* Exercise goal
Return, from the material below, each line in which "PathBuf" occurs.

▶

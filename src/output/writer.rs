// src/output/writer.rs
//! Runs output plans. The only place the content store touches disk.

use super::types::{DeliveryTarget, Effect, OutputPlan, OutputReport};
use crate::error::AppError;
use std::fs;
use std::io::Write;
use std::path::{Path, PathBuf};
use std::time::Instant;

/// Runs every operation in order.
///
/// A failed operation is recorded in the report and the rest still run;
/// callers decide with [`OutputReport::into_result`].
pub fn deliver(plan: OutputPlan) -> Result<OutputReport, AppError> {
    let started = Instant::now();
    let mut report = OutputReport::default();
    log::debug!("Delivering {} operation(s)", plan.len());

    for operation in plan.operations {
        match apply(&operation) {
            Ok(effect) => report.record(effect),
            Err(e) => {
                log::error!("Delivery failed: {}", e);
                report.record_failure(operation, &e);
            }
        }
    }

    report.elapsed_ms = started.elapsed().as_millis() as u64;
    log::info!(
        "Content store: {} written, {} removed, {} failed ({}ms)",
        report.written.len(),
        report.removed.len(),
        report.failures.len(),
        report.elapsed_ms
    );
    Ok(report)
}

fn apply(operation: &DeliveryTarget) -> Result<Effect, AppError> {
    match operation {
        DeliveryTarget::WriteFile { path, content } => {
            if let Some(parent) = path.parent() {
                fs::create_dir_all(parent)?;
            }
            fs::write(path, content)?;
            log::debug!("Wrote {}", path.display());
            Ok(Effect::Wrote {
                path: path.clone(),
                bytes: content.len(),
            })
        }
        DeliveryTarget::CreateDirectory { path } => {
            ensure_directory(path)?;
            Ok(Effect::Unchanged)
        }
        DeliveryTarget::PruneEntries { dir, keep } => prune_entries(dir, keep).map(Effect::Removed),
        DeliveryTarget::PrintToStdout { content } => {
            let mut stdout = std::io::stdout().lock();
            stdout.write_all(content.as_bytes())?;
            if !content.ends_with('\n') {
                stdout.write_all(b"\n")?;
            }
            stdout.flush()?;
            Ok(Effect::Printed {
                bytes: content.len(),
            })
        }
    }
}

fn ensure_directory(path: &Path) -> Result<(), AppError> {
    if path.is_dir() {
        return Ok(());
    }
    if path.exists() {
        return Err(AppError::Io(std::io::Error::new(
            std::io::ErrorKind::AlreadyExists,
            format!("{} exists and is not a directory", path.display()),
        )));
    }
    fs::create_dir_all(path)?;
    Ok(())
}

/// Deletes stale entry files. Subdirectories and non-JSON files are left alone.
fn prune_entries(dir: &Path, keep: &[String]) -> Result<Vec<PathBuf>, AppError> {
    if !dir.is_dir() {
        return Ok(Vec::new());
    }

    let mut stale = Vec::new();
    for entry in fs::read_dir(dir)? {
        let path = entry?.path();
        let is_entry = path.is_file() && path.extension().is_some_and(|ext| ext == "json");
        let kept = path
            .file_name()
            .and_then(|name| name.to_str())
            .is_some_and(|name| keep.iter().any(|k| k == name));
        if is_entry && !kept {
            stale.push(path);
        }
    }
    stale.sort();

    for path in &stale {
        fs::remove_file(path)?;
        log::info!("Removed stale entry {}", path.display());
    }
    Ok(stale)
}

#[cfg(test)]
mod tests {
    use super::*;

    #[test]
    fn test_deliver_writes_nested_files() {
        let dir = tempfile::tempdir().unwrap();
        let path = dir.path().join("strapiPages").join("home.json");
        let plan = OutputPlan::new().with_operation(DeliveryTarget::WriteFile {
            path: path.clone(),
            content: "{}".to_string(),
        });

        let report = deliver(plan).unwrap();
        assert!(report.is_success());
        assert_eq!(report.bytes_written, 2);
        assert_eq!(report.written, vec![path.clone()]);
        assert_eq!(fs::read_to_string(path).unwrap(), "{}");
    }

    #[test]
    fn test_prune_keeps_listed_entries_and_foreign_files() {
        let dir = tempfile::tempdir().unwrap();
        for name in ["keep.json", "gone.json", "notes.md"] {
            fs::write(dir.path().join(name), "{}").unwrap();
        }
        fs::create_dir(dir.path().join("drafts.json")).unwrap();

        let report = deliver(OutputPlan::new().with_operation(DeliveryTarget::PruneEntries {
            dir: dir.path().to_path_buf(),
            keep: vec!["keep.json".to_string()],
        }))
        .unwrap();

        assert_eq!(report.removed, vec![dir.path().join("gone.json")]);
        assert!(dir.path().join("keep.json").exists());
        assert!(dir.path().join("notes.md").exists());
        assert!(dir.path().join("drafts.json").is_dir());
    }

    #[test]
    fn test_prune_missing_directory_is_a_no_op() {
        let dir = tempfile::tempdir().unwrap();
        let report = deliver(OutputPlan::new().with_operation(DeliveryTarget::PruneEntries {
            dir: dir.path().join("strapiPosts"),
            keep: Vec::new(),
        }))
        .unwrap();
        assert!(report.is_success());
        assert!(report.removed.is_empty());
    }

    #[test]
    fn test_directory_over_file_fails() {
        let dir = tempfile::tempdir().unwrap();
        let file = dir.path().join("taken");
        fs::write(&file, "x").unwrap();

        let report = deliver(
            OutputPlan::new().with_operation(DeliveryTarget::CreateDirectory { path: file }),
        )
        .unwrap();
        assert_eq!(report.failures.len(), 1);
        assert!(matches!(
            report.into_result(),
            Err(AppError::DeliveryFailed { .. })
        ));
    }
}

◀
▶

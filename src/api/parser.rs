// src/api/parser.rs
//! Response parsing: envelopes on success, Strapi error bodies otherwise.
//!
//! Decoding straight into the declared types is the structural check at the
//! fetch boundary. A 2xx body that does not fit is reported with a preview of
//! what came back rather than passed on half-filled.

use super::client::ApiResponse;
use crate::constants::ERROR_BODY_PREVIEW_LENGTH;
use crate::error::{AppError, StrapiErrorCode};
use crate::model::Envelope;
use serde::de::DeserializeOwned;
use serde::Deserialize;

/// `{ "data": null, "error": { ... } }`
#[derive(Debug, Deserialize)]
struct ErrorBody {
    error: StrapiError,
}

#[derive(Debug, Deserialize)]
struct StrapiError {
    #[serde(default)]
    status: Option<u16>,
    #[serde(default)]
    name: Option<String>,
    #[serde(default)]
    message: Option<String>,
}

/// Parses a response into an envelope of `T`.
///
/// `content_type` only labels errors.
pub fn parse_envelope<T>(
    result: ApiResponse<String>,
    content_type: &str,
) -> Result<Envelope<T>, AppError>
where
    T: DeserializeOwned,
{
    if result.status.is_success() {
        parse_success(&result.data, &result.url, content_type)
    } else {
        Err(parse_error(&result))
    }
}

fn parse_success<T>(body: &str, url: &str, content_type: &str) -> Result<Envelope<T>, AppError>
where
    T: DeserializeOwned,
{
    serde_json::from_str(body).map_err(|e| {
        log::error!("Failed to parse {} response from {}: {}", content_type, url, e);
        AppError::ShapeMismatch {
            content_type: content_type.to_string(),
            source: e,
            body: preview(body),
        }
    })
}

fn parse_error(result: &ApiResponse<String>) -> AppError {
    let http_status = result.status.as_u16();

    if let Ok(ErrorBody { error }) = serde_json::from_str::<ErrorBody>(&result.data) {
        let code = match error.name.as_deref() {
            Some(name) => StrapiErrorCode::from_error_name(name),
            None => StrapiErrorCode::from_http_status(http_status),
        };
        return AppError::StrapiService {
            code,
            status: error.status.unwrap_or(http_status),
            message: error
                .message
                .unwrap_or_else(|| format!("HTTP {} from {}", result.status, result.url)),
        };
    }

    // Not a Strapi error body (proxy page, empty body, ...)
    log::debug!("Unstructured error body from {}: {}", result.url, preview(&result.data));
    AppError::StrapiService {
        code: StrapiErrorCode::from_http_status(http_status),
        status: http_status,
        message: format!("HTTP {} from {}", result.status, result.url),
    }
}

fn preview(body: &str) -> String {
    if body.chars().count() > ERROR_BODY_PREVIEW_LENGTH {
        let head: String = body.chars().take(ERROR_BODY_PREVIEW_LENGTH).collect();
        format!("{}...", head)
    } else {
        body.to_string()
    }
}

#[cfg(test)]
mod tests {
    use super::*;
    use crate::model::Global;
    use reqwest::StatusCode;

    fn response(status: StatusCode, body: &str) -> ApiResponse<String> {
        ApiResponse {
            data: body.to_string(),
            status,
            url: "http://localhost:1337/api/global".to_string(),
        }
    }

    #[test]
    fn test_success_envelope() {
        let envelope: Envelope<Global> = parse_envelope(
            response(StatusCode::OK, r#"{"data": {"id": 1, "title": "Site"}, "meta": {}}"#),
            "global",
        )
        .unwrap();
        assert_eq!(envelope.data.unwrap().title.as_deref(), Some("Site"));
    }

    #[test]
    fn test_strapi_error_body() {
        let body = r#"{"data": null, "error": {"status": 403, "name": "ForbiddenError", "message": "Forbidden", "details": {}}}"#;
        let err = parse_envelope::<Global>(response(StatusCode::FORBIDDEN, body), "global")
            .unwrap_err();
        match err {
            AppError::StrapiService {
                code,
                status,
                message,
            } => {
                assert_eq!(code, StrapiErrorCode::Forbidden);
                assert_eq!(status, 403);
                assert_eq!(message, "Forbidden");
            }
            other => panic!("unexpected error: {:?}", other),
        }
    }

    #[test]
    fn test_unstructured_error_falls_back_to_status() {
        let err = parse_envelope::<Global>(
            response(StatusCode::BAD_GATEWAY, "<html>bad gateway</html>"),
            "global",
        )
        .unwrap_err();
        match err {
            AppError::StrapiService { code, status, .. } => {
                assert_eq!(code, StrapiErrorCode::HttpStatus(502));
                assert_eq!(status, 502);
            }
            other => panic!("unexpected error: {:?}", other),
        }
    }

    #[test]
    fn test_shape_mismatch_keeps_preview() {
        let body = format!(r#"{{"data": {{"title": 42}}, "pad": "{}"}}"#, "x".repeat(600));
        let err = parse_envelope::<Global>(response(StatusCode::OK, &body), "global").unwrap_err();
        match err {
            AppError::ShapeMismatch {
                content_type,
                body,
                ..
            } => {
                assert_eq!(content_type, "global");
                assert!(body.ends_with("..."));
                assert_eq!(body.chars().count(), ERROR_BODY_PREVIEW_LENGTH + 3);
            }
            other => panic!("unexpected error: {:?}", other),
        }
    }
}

◀
▶

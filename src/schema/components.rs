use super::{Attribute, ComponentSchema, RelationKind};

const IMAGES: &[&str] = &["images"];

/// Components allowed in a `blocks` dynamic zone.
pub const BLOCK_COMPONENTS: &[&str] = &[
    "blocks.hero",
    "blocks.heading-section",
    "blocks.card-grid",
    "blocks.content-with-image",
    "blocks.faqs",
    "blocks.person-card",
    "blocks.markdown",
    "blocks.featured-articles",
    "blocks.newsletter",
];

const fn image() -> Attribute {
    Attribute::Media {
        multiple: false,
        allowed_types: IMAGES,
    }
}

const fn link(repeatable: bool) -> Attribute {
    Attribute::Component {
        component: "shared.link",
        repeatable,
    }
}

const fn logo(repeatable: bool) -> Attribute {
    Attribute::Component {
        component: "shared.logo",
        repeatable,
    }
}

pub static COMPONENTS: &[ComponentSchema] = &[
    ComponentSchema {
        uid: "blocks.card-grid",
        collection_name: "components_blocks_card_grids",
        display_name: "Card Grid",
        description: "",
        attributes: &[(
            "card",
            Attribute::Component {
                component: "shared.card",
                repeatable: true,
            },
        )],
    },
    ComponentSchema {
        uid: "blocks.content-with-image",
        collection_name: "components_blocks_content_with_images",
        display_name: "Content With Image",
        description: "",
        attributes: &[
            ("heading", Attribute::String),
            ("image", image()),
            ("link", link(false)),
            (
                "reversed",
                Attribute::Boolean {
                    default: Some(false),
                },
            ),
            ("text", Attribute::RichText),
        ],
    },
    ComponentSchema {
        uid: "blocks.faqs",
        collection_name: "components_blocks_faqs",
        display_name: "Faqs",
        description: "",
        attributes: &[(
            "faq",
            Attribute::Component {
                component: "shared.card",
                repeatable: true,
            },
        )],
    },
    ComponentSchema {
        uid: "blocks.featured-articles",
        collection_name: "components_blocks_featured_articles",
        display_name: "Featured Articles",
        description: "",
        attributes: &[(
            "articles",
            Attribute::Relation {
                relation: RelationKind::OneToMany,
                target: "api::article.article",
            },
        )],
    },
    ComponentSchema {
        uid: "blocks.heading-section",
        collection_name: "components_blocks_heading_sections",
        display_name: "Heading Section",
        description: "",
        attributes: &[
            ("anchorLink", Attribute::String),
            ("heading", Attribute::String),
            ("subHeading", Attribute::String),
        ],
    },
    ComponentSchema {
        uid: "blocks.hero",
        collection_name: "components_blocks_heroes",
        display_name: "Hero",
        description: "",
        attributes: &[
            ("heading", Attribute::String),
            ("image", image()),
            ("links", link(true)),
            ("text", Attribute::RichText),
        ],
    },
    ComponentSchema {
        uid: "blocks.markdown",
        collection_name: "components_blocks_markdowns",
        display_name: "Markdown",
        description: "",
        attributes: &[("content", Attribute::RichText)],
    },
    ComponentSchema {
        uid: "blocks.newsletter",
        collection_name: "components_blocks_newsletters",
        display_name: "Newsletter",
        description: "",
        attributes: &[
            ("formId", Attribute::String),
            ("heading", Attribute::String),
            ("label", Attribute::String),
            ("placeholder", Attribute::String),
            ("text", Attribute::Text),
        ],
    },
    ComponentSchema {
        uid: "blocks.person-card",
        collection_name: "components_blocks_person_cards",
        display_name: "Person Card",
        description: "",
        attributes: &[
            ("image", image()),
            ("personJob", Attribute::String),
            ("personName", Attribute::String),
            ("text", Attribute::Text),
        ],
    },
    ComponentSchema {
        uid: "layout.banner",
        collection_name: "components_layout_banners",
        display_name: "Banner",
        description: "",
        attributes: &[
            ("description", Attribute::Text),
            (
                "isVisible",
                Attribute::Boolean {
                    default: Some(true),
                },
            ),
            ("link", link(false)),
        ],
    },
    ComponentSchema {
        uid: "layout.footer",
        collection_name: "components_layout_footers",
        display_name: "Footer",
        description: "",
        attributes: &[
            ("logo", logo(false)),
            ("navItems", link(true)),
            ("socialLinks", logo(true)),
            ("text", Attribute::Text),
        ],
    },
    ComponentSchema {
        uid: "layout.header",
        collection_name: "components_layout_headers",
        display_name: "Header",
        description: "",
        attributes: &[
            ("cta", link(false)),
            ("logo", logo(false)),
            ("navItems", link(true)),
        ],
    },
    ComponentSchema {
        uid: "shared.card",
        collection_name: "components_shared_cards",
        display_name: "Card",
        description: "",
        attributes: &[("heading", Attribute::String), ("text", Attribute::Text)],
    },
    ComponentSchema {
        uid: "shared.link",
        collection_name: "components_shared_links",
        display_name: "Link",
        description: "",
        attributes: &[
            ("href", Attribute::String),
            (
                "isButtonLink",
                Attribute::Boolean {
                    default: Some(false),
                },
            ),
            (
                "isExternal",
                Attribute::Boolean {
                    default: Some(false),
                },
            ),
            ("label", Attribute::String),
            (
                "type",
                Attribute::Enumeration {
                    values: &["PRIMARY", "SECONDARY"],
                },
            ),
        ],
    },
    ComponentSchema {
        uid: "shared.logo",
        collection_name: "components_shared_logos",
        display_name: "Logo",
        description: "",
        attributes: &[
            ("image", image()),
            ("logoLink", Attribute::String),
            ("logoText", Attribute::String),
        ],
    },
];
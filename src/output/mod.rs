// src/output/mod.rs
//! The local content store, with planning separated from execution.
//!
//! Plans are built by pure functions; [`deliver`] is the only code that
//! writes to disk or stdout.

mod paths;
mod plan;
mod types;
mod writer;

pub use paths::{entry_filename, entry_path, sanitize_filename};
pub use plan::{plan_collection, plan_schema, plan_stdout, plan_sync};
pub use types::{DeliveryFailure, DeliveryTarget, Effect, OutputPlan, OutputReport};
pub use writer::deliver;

◀

* Exercise output
use std::path::{Path, PathBuf};
fn prune_entries(dir: &Path, keep: &[String]) -> Result<Vec<PathBuf>, AppError> {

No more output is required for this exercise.